К неудачам привыкнуть нельзя. Все же со временем они начинают менее остро ранить воспаленное сердце. К тому же, эта новая неудача скрашивается несколько тем, что с Ленинградским драматическим театром заключается договор, тоже без включения несносного пункта, однако на что? Страшно даже подумать на что! На инсценировку, и не чего-нибудь, не какой-нибудь тонюсенькой книжечки, а на гранитную глыбу, под довольно известным заглавием «Война и мир»! Подумать только, как мало он преуспел с того утешительного, однако рокового звонка! Год назад его принудили инсценировать «Мертвые души», которые нельзя инсценировать. Всего год спустя, истерзанный и больной, он своей волей соглашается инсценировать «Войну и мир», а разве «Войну и мир» инсценировать можно?
С приступом еще более мрачного настроения, еще более тревожного духа он возвращается в накрытую неприятной серой сеткой Москву, не успевает отдышаться от ленинградских мытарств и читает вахтанговцам все ту же, уже явным образом пропавшую пьесу. И что же? К тому времени вахтанговцы тоже начинают бояться его, осторожничают. По их настоятельной просьбе на чтении присутствует убогий кретин, представляющий Военно-Воздушные Силы, и по окончании чтения убогий кретин, разумеется, не представляя себе, до какой глубины он кретин, говорит:
— Ставить эту пьесу нельзя, так как в ней погибает по ходу действия Ленинград.
И, беспрекословно повинуясь одной-единственной фразе кретина, перетрусивший театр отказывается ставить «Адама и Еву», милостиво оставляя автору едва ли не постыдный аванс.
Его силам подходят пределы, как вдруг слабая тень малопонятного чуда простирает над ним свои непрозрачные крылья: каким-то образом Горький вспоминает о нем, возможно, после встречи с Замятиным, звонит в Художественный театр, интересуется, как обстоят дела с пьесой Булгакова и, узнавши о том, что «Кабала святош» Главреперткомом запрещена, просит доставить ему экземпляр.
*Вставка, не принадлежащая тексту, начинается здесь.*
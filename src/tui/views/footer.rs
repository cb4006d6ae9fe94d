//! Footer and error banner rendering

use crate::tui::theme::Theme;
use ratatui::{
    Frame,
    layout::Rect,
    style::{Modifier, Style},
    text::{Line, Span},
    widgets::{Block, Borders, Paragraph, Wrap},
};

/// Render key hints, plus a busy marker while a remote call is in flight
pub fn render_footer(
    f: &mut Frame,
    area: Rect,
    hints: &[(&str, &str)],
    busy: Option<&str>,
    theme: &Theme,
) {
    let mut spans = Vec::new();
    if let Some(busy) = busy {
        spans.push(Span::styled(
            format!("{}... ", busy),
            Style::default()
                .fg(theme.footer_busy)
                .add_modifier(Modifier::BOLD),
        ));
    }
    for (i, (key, action)) in hints.iter().enumerate() {
        if i > 0 {
            spans.push(Span::raw(" | "));
        }
        spans.push(Span::styled(format!("<{}>", key), theme.footer_key_style()));
        spans.push(Span::raw(format!(" {}", action)));
    }

    let footer = Paragraph::new(Line::from(spans))
        .block(Block::default().borders(Borders::ALL))
        .wrap(Wrap { trim: true });
    f.render_widget(footer, area);
}

/// Render the global error message
pub fn render_error_banner(f: &mut Frame, area: Rect, message: &str, theme: &Theme) {
    let line = Line::from(vec![
        Span::styled("✗ ", theme.dialog_error_style()),
        Span::styled(message.to_string(), Style::default().fg(theme.dialog_error)),
        Span::raw("  "),
        Span::styled("<esc>", theme.footer_key_style()),
        Span::styled(" dismiss", Style::default().fg(theme.text_secondary)),
    ]);
    let banner = Paragraph::new(line)
        .block(
            Block::default()
                .title("Error")
                .borders(Borders::ALL)
                .border_style(Style::default().fg(theme.dialog_error)),
        )
        .wrap(Wrap { trim: true });
    f.render_widget(banner, area);
}
//! Confirmation dialog rendering

use crate::tui::theme::Theme;
use crate::tui::views::helpers::centered_rect;
use ratatui::{
    Frame,
    layout::{Alignment, Rect},
    style::{Modifier, Style},
    text::{Line, Span},
    widgets::{Block, Borders, Clear, Paragraph, Wrap},
};

/// Render a yes/no dialog centered over `area`
pub fn render_confirmation(f: &mut Frame, area: Rect, title: &str, message: &str, theme: &Theme) {
    let key = |k: &'static str, color| {
        Span::styled(k, Style::default().fg(color).add_modifier(Modifier::BOLD))
    };
    let lines = vec![
        Line::from(""),
        Line::from(vec![
            Span::styled("⚠ ", theme.dialog_warning_style()),
            Span::styled("CONFIRMATION REQUIRED", theme.dialog_warning_style()),
        ]),
        Line::from(""),
        Line::from(message.to_string()),
        Line::from(""),
        Line::from(vec![
            Span::raw("Press "),
            key("y", theme.dialog_confirm),
            Span::raw(" to confirm, "),
            key("n", theme.dialog_cancel),
            Span::raw(" or "),
            key("Esc", theme.dialog_cancel),
            Span::raw(" to cancel"),
        ]),
    ];

    let dialog_area = centered_rect(60, 10, area);
    let block = Block::default()
        .title(title.to_string())
        .borders(Borders::ALL)
        .border_style(Style::default().fg(theme.dialog_warning));
    let paragraph = Paragraph::new(lines)
        .block(block)
        .alignment(Alignment::Center)
        .wrap(Wrap { trim: true });
    f.render_widget(Clear, dialog_area);
    f.render_widget(paragraph, dialog_area);
}
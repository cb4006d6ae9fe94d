//! Chart catalog screen
//!
//! The query is typed freely; searches follow the debounced value. The first
//! search runs on mount with an empty filter, which lists every chart.

use super::Route;
use super::list::ResourceList;
use crate::backend::{BackendResult, SharedBackend};
use crate::debounce::Debouncer;
use crate::effects::{RunOnChange, RunOnce};
use crate::error_channel::ErrorChannel;
use crate::models::ChartListItem;
use std::time::Duration;

/// Search delay when configuration does not say otherwise
pub const DEFAULT_SEARCH_DELAY: Duration = Duration::from_millis(500);

pub struct CatalogController {
    backend: SharedBackend,
    query: String,
    debouncer: Debouncer<String>,
    search: RunOnChange<String, BackendResult<Vec<ChartListItem>>>,
    list: ResourceList<ChartListItem>,
    mounted: RunOnce,
}

impl CatalogController {
    pub fn new(backend: SharedBackend, errors: ErrorChannel, delay: Duration) -> Self {
        Self {
            backend,
            query: String::new(),
            debouncer: Debouncer::new(String::new(), delay),
            search: RunOnChange::new("search charts"),
            list: ResourceList::new("search charts", errors),
            mounted: RunOnce::new(),
        }
    }

    pub fn mount(&mut self) {
        if self.mounted.begin() {
            self.search_current();
        }
    }

    /// What the user has typed so far
    pub fn query(&self) -> &str {
        &self.query
    }

    /// The query searches are run with
    pub fn debounced_query(&self) -> &str {
        self.debouncer.current()
    }

    pub fn set_query(&mut self, query: impl Into<String>) {
        self.query = query.into();
        self.debouncer.push(self.query.clone());
    }

    pub fn charts(&self) -> &[ChartListItem] {
        self.list.items()
    }

    pub fn list(&self) -> &ResourceList<ChartListItem> {
        &self.list
    }

    pub fn is_loading(&self) -> bool {
        self.list.is_loading()
    }

    pub fn toggle(&mut self, name: String) {
        self.list.toggle(name);
    }

    pub fn select(&mut self, name: String) {
        self.list.select(name);
    }

    /// Where opening the selected chart leads
    pub fn selected_chart_route(&self) -> Option<Route> {
        self.list
            .selected()
            .map(|chart| Route::ChartDetails(chart.name.clone()))
    }

    fn search_current(&mut self) {
        let backend = self.backend.clone();
        let filter = self.debouncer.current().clone();
        let started = self.search.update(&filter, |filter| {
            let filter = filter.clone();
            async move { backend.find_charts_in_repo(&filter).await }
        });
        if started {
            self.list.expect_load();
        }
    }

    pub fn poll(&mut self) -> anyhow::Result<bool> {
        let mut changed = false;
        if self.debouncer.poll() {
            tracing::debug!("Search query settled on {:?}", self.debouncer.current());
            self.search_current();
            changed = true;
        }
        if let Some(result) = self.search.poll() {
            self.list.apply_load(result?);
            changed = true;
        }
        Ok(changed)
    }
}

#[cfg(test)]
mod tests {
    use super::*;
    use crate::backend::MockHelmBackend;
    use mockall::predicate::eq;
    use std::sync::Arc;
    use tokio::time::sleep;

    fn chart(name: &str) -> ChartListItem {
        ChartListItem {
            name: name.to_string(),
            version: "1.0.0".to_string(),
            app_version: "1.0.0".to_string(),
            description: String::new(),
        }
    }

    #[tokio::test(start_paused = true)]
    async fn test_mount_lists_everything() {
        let mut backend = MockHelmBackend::new();
        backend
            .expect_find_charts_in_repo()
            .with(eq(""))
            .times(1)
            .returning(|_| Ok(vec![chart("bitnami/nginx"), chart("bitnami/redis")]));

        let mut catalog =
            CatalogController::new(Arc::new(backend), ErrorChannel::new(), DEFAULT_SEARCH_DELAY);
        catalog.mount();
        catalog.mount();
        assert!(catalog.is_loading());

        sleep(Duration::from_millis(5)).await;
        catalog.poll().unwrap();
        assert_eq!(catalog.charts().len(), 2);
        assert!(!catalog.is_loading());
    }

    #[tokio::test(start_paused = true)]
    async fn test_selected_chart_route() {
        let mut backend = MockHelmBackend::new();
        backend
            .expect_find_charts_in_repo()
            .returning(|_| Ok(vec![chart("bitnami/nginx")]));

        let mut catalog =
            CatalogController::new(Arc::new(backend), ErrorChannel::new(), DEFAULT_SEARCH_DELAY);
        catalog.mount();
        sleep(Duration::from_millis(5)).await;
        catalog.poll().unwrap();

        assert_eq!(catalog.selected_chart_route(), None);
        catalog.toggle("bitnami/nginx".to_string());
        assert_eq!(
            catalog.selected_chart_route(),
            Some(Route::ChartDetails("bitnami/nginx".to_string()))
        );
    }

    #[tokio::test(start_paused = true)]
    async fn test_query_waits_for_delay() {
        let mut backend = MockHelmBackend::new();
        backend
            .expect_find_charts_in_repo()
            .with(eq(""))
            .returning(|_| Ok(vec![]));
        backend
            .expect_find_charts_in_repo()
            .with(eq("redis"))
            .times(1)
            .returning(|_| Ok(vec![chart("bitnami/redis")]));

        let mut catalog =
            CatalogController::new(Arc::new(backend), ErrorChannel::new(), DEFAULT_SEARCH_DELAY);
        catalog.mount();
        sleep(Duration::from_millis(5)).await;
        catalog.poll().unwrap();

        catalog.set_query("redis");
        assert_eq!(catalog.query(), "redis");
        assert_eq!(catalog.debounced_query(), "");

        sleep(Duration::from_millis(600)).await;
        assert!(catalog.poll().unwrap());
        assert_eq!(catalog.debounced_query(), "redis");
        sleep(Duration::from_millis(5)).await;
        catalog.poll().unwrap();
        assert_eq!(catalog.charts(), &[chart("bitnami/redis")]);
    }
}
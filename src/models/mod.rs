//! Helm data model
//!
//! Backend-owned DTOs. The client treats every value here as an immutable
//! snapshot: collections are replaced wholesale after a fetch, never patched
//! field by field.
//!
//! Structure:
//! - `release.rs` - installed chart instances
//! - `repo.rs` - chart repositories
//! - `chart.rs` - catalog entries, chart metadata and the install request

pub mod chart;
pub mod release;
pub mod repo;

pub use chart::{
    ChartDependency, ChartDetails, ChartInfo, ChartListItem, ChartMaintainer, InstallChartRequest,
};
pub use release::{Release, ReleaseKey};
pub use repo::Repo;

use std::fmt::Debug;

/// Identity of an entity inside a list view
///
/// Two items with the same key are the same entity, regardless of their
/// other fields. Selection and optimistic removal work on keys only.
pub trait Keyed {
    type Key: Clone + PartialEq + Debug + Send + 'static;

    fn key(&self) -> Self::Key;
}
Михаил Афанасьевич тотчас просматривает эту старую пьесу, в двух ремарках делает какие-то перемены, главное же, меняет заглавие, которое отчего-то приводит в смятение безмозглый Главрепертком, и называет просто, неверно и вместе с тем как-то претенциозно: «Мольер». Отправляя же Горькому текст, уверяет, что сделал поправки, которые предложил ему этот возмутительный, не оправданный здравым разумом комитет.
Горький читает и передает свое мнение Маркову:
«Он прочел «Кабалу святош», считает, что эту пьесу нужно ставить, несмотря на некоторые ее автобиографические черты, и будет также добиваться этого...»
«Будет добиваться этого»? Однако добьется ли? Вот в чем вопрос! К тому же вопрос, который вяжет нервы узлом.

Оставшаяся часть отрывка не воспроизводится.